Since I no longer planned to use the adjustment feature for elevation I simply removed the ball and spring from the frame under the sight and put them in the parts bin. I locked the sight down after first applying some epoxy to the screw threads and it has been there ever since. (1979? - around that year some time)

In keeping with my phobia about adjustable sights on a working gun I removed the rear sight blade from the body, dumped out the spring that the blade works against and fitted a small piece of metal in it's place. Using the windage adjustment screw I ran the sight over against the metal until it was tight. Firing showed me that I was hitting to the right, so I took the sight apart and filed some off the end of the metal. I then screwed it all back together and shot it some more. I kept doing this until I had it hitting dead center. Then I took it apart one more time, filled the inner recesses with epoxy, put it all back together and locked it down. It has been like that since around 1980 and has not given me any trouble.

QUESTIONS

I have had people ask me about the 'fixed' sights.... why?...wherefore? All I can say is "I prefer them." I am not saying they are "better". I just like fixed sights. I don't shoot but one main load and I know where that hits. I know where to hold to make it hit out farther than I need to be shooting.
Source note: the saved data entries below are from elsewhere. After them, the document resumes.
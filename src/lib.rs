//! # calib-solver
//!
//! A library for selecting calibration frames for astrophotography light frames.
//!
//! Stacking software needs a dark, a bias, and a flat for every light frame, and
//! each of them has to come from the same camera running at the same settings.
//! A night of imaging usually leaves a pool of raw and master calibration frames
//! behind, taken at different exposures, temperatures, and dates.
//!
//! `calib-solver` picks the most appropriate frame of each kind from that pool,
//! working purely on normalized header metadata.
//!
//! ## Features
//!
//! - **Dark matching**: shortest usable exposure within a set-temperature tolerance
//! - **Bias matching**: first frame taken with compatible camera settings
//! - **Flat matching**: same filter, closest observation date, optional date window
//! - **Tolerant of gaps**: missing fields skip checks instead of failing
//! - **Deterministic**: ties resolve by pool order
//!
//! ## Example
//!
//! ```rust
//! use calib_solver::{CalibrationPool, FrameMetadata, MatchingConfig, MatchingEngine};
//!
//! let pool = CalibrationPool::new()
//!     .with("bias.fits", FrameMetadata::new()
//!         .with("type", "MASTER BIAS")
//!         .with("camera", "ASI294MC")
//!         .with("gain", 120))
//!     .with("flat_ha.fits", FrameMetadata::new()
//!         .with("type", "FLAT")
//!         .with("camera", "ASI294MC")
//!         .with("filter", "Ha")
//!         .with("date", "2024-01-15"));
//!
//! let light = FrameMetadata::new()
//!     .with("camera", "ASI294MC")
//!     .with("gain", 120)
//!     .with("filter", "Ha")
//!     .with("date", "2024-01-17");
//!
//! let config = MatchingConfig {
//!     date_tolerance_days: Some(7),
//!     ..MatchingConfig::default()
//! };
//! let engine = MatchingEngine::with_config(&pool, config);
//! let result = engine.find_all(&light);
//!
//! assert_eq!(result.dark, None);
//! assert_eq!(result.bias, Some("bias.fits"));
//! assert_eq!(result.flat, Some("flat_ha.fits"));
//! ```
//!
//! ## Modules
//!
//! - [`core`]: Frame metadata, calibration pool, and frame type tags
//! - [`matching`]: Per-kind matchers, matching config, and the engine
//! - [`parsing`]: Loaders for JSON and TSV/CSV metadata files
//! - [`cli`]: Command-line interface implementation
//! - [`utils`]: Input limits and progress reporting

pub mod cli;
pub mod core;
pub mod matching;
pub mod parsing;
pub mod utils;

// Re-export commonly used types for convenience
pub use core::metadata::{FrameMetadata, MetadataValue};
pub use core::pool::CalibrationPool;
pub use core::types::{CalibrationKind, FrameType};
pub use matching::bias::find_bias;
pub use matching::camera::CameraRequirements;
pub use matching::config::MatchingConfig;
pub use matching::dark::find_dark;
pub use matching::engine::{find_all, MatchResult, MatchingEngine};
pub use matching::flat::find_flat;
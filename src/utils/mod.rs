pub mod progress;
pub mod validation;
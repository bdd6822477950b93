use std::path::PathBuf;

use anyhow::Context;
use clap::Args;
use tracing::{debug, info, warn};

use crate::cli::{display_or_none, MatchingArgs, OutputFormat};
use crate::core::types::CalibrationKind;
use crate::matching::engine::{MatchResult, MatchingEngine};
use crate::parsing;
use crate::utils::progress::ProgressTracker;

#[derive(Args)]
pub struct BatchArgs {
    /// Light frames (JSON object keyed by frame, or TSV/CSV table)
    #[arg(required = true)]
    pub lights: PathBuf,

    /// Calibration pool (JSON object keyed by frame, or TSV/CSV table)
    #[arg(long, required = true)]
    pub pool: PathBuf,

    /// Show a progress bar on stderr
    #[arg(long)]
    pub progress: bool,

    #[command(flatten)]
    pub matching: MatchingArgs,
}

/// Matches for one light frame
struct BatchRow<'a> {
    light: &'a str,
    result: MatchResult<'a>,
}

/// Execute batch subcommand
///
/// # Errors
///
/// Returns an error if the inputs or config cannot be loaded. Lights that
/// find no calibration frame are reported, not treated as failures.
#[allow(clippy::needless_pass_by_value)] // CLI entry point, values from clap
pub fn run(args: BatchArgs, format: OutputFormat) -> anyhow::Result<()> {
    let config = args.matching.to_config()?;

    let lights = parsing::load_lights(&args.lights)
        .with_context(|| format!("Failed to read light frames {}", args.lights.display()))?;
    let pool = parsing::load_pool(&args.pool)
        .with_context(|| format!("Failed to read pool {}", args.pool.display()))?;

    info!(
        "Matching {} light frames against {} calibration frames",
        lights.len(),
        pool.len()
    );

    let engine = MatchingEngine::with_config(&pool, config);
    let mut tracker =
        ProgressTracker::new(Some(lights.len()), "Matching", "lights", args.progress);

    let mut rows = Vec::with_capacity(lights.len());
    for (light_id, light) in lights.iter() {
        tracker.set_status(light_id);
        let result = engine.find_all(light);
        // Log lines share stderr with the bar
        tracker.suspend(|| {
            debug!(
                "{light_id}: dark={} bias={} flat={}",
                display_or_none(result.dark),
                display_or_none(result.bias),
                display_or_none(result.flat)
            );
        });
        rows.push(BatchRow {
            light: light_id,
            result,
        });
        tracker.update(1, None);
    }
    tracker.finish();

    log_summary(&rows);

    match format {
        OutputFormat::Text => print_text(&rows),
        OutputFormat::Json => print_json(&rows)?,
        OutputFormat::Tsv => print_tsv(&rows),
    }

    Ok(())
}

fn log_summary(rows: &[BatchRow<'_>]) {
    let complete = rows.iter().filter(|r| r.result.is_complete()).count();
    info!("{complete}/{} light frames fully matched", rows.len());

    for kind in CalibrationKind::ALL {
        let missing = rows
            .iter()
            .filter(|r| r.result.get(kind).is_none())
            .count();
        if missing > 0 {
            warn!("{missing} light frames have no {kind}");
        }
    }
}

fn print_text(rows: &[BatchRow<'_>]) {
    let width = rows.iter().map(|r| r.light.len()).max().unwrap_or(0);
    for row in rows {
        println!(
            "{:<width$}  dark: {}  bias: {}  flat: {}",
            row.light,
            display_or_none(row.result.dark),
            display_or_none(row.result.bias),
            display_or_none(row.result.flat),
        );
    }
}

fn print_json(rows: &[BatchRow<'_>]) -> anyhow::Result<()> {
    let output: Vec<serde_json::Value> = rows
        .iter()
        .map(|row| {
            serde_json::json!({
                "light": row.light,
                "dark": row.result.dark,
                "bias": row.result.bias,
                "flat": row.result.flat,
            })
        })
        .collect();
    println!("{}", serde_json::to_string_pretty(&output)?);
    Ok(())
}

fn print_tsv(rows: &[BatchRow<'_>]) {
    println!("light\tdark\tbias\tflat");
    for row in rows {
        println!(
            "{}\t{}\t{}\t{}",
            row.light,
            row.result.dark.unwrap_or(""),
            row.result.bias.unwrap_or(""),
            row.result.flat.unwrap_or(""),
        );
    }
}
I shot silhouette matches with this gun around 1983 - 84 - 85. I used 2 loads. My 300 gr. load and the 18.5 gr. 2400 with the Keith 260 gr. SWC. On the chickens I used the Keith load and held 6 o'clock. On the turkey I used the Keith load and held center. On the pig I used the 300 gr. load and held 6 o'clock and on the ram I held on the top of his back. Not perfect maybe, but I won more matches than I lost.

Should you copy this? Not unless you are as goofy as I am about fixed sights. They will not make your gun shoot better. Only shooting hundreds of rounds a month, every month and practicing dry-firing 2 or 3 times a week can make you better. Use what you shoot best. And make it the way you like it. If you can perform with it no one will give you a hard time over it. Or not much at least.

FRAME

Some time after I locked down the rear sight I noticed the "ears" on the rear of the frame stuck up above the sight. I did not like the looks of it and being partial to the old Ruger flattops I decided to flattop this gun. I got out my mill to mill the top of the frame off.... my "mill" being a horseshoe rasp.

I locked the gun down in vise, the frame protected with heavy leather, and started in. I forget now how long it took me to get it all done. The horseshoe rasp took the metal right down. I stopped before I went too far and finished the filing with a bastard file to remove the rasp mark. After the file I used an Arkansas whetstone on the frame to remove the file marks. After that it was a matter of sanding and polishing. I know it took several days in my spare time to get it ready for bluing.

The frame is not truly "flat" like the early Rugers. There is a slight hump where the sight pivot pin goes through the frame. I did not want to get down into that for then I would have to have some serious welding done. It is flat enough that most folks do not recognize it for what it is. Suits me OK. I was not trying to fake a flattop anyhow. I just like the looks better.

CYLINDER

I don't remember when it first hit me, but along the way I knew I hated the recessed chambers Ruger had put on the cylinder. None of the old Colts had them. (the new Ruger's don't have them either) The idea had merit back in the days when balloon-head cases were still around. By the time Ruger came out with the large-frame Blackhawk in .45 Colt they really were not a problem.

If you blew the head off a balloon-head case there was a likelihood you would get hurt if you did not have recessed chambers. It happened in the old Colts from time to time. However, if you blow the head off a modern case you will most likely blow the gun and still get hurt! And the recessed chambers will not help in that case.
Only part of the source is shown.